(Khartoum) Au moins quarante personnes ont été tuées et 58 blessées dans des affrontements tribaux depuis samedi à El-Geneina, capitale du Darfour-Ouest, où l’état d’urgence a été décrété lundi soir dans cette région troublée de l’ouest du Soudan.

« Depuis le 3 avril, 40 personnes ont été tuées dans les récents affrontements entre les Al-Massalit et les tribus arabes. La situation reste tendue dans la ville d’El-Geneina », a indiqué le Bureau de la coordination des affaires humanitaires de l’ONU (OCHA) dans un communiqué.

« La commission de l’aide humanitaire du gouvernement signale […] 58 blessés », a-t-elle ajouté.

Plus tôt dans la journée, le Comité central des médecins soudanais, un organisme fondé en 2016 pour représenter la communauté médicale, avait annoncé un bilan provisoire de 18 morts et 54 blessés.

Le Conseil de défense et de sécurité, plus haute instance de sécurité du pays, a annoncé dans un communiqué lundi soir l’instauration de « l’état d’urgence dans l’État du Darfour-Ouest » et le déploiement de « forces régulières ».  

En fin d’après-midi, on pouvait encore « entendre des coups de feu » notamment dans les quartiers de Hay al-jabal et Al-Jamarik, selon l’ONU.

Des témoins ont indiqué à l’AFP que des affrontements continuaient à 15 h locales (13 h GMT).

« Nous sommes restés chez nous, mais nous entendons des coups de feu proches et une grenade a atterri dans la maison de notre voisin », a raconté par téléphone Adam Issa, habitant du sud-ouest d’El-Geneina.

« J’habite dans la partie est de la ville et je vois un nuage de fumée recouvrir les quartiers ouest, sud et le sud-ouest », a raconté Saleh Issa, un autre témoin.

Vols suspendus

« Certains habitants de ces quartiers […], dont une majorité de femmes et d’enfants, ont fui » vers l’est, a-t-il ajouté.

Des affrontements tribaux ont déjà eu lieu en janvier au Darfour, faisant plus de 200 morts, un peu plus de deux semaines après la fin de la mission de paix conjointe de l’ONU et de l’Union africaine (Minuad).
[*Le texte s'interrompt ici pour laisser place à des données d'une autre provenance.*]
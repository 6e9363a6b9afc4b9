//! Transport trait.
//!
//! A [`Transport`] performs the network exchange for one [`Request`]. The
//! runtime crate provides a hyper-based implementation; tests usually provide
//! an in-memory one.

use std::future::Future;
use std::sync::Arc;

use crate::{Request, Response, Result};

/// Performs a single HTTP exchange.
///
/// # Example
///
/// ```
/// use std::collections::HashMap;
/// use std::future::Future;
/// use izzi_core::{Request, Response, Result, Transport};
///
/// /// Answers every request with an empty JSON object.
/// #[derive(Debug, Clone)]
/// struct EmptyObject;
///
/// impl Transport for EmptyObject {
///     fn execute(&self, _request: Request) -> impl Future<Output = Result<Response>> + Send {
///         async { Ok(Response::new(200, HashMap::new(), "{}")) }
///     }
/// }
/// ```
pub trait Transport: Send + Sync {
    /// Execute a request and return the response, whatever its status.
    ///
    /// # Errors
    ///
    /// Returns [`crate::Error::TransportFailure`] when no interpretable
    /// response was received, or [`crate::Error::Timeout`] if the transport
    /// enforces [`Request::timeout`] itself.
    fn execute(&self, request: Request) -> impl Future<Output = Result<Response>> + Send;
}

impl<T: Transport> Transport for Arc<T> {
    fn execute(&self, request: Request) -> impl Future<Output = Result<Response>> + Send {
        T::execute(self, request)
    }
}
//! Typed HTTP request client for Rust.
//!
//! Send requests with structured or binary bodies and decode JSON responses
//! into your own types. Keys are translated between `snake_case` on the wire
//! and the `camelCase` field names of your types, `GET` responses can be
//! cached for a freshness window, and every failure maps to one [`Error`]
//! variant.
//!
//! # Example
//!
//! ```ignore
//! use izzi::prelude::*;
//!
//! #[derive(Debug, Deserialize)]
//! #[serde(rename_all = "camelCase")]
//! pub struct User {
//!     id: u64,
//!     user_name: String,
//! }
//!
//! let client = Client::new();
//! let user: User = client.get("https://api.example.com/users/42").await?;
//!
//! let created: User = client
//!     .post("https://api.example.com/users", Body::Structured(&user))
//!     .await?;
//! ```

mod client;
mod config;
pub mod middleware;
pub mod prelude;
mod transport;

pub use client::{Client, ClientBuilder};
pub use config::{ClientConfig, ClientConfigBuilder};
pub use transport::{BoxedService, HyperTransport, HyperTransportBuilder, ServiceFuture};

// Re-export tower for middleware composition
pub use tower;

// Re-export core types
pub use izzi_core::{
    Body, CacheEntry, CacheError, CacheStore, ContentType, DecodeCause, EncodedBody, Error,
    MemoryCache, Method, Request, RequestBuilder, RequestOptions, Response, Result, Transport,
    UnsupportedMethod, decode_json, encode_body, encode_json, to_camel_case, to_snake_case,
};

// Re-export http types for status codes and headers
pub use izzi_core::{StatusCode, header};

pub use url;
El-Geneina avait payé le plus lourd tribut avec plus d’une centaine de morts, 132 blessés et 108 000 personnes déplacées, selon OCHA.

Les « opérations humanitaires et les vols ont été suspendus » jusqu’à nouvel ordre dans la ville, qui représente une plaque tournante de l’aide humanitaire dans la région, affectant « plus de 700 000 personnes », a indiqué l’ONU.

Selon la même source, les derniers heurts ont démarré après que deux personnes sont mortes et deux autres ont été blessées lorsqu’un homme a tiré sur des membres de la tribu des Al-Massalit qui remorquaient samedi leur voiture jusqu’à El-Geneina.

Le conflit au Darfour a éclaté en 2003 entre des forces du régime de l’ex-président Omar el-Béchir, destitué en avril 2019 sous la pression de la rue, et des membres de minorités ethniques s’estimant marginalisées.  

Les violences ont fait quelque 300 000 morts et plus de 2,5 millions de déplacés, essentiellement durant les premières années du conflit, selon l’ONU.

Le gouvernement de transition, mis en place après la chute d’Omar el-Béchir, a signé en octobre un accord de paix avec plusieurs groupes rebelles, notamment du Darfour. Mais certains groupes insurgés de cette région n’ont pas signé cette paix.

Le ministre de la Défense Yassine Ibrahim a annoncé lundi soir « la formation d’une haute commission » chargée de « traiter les violations » de cet accord.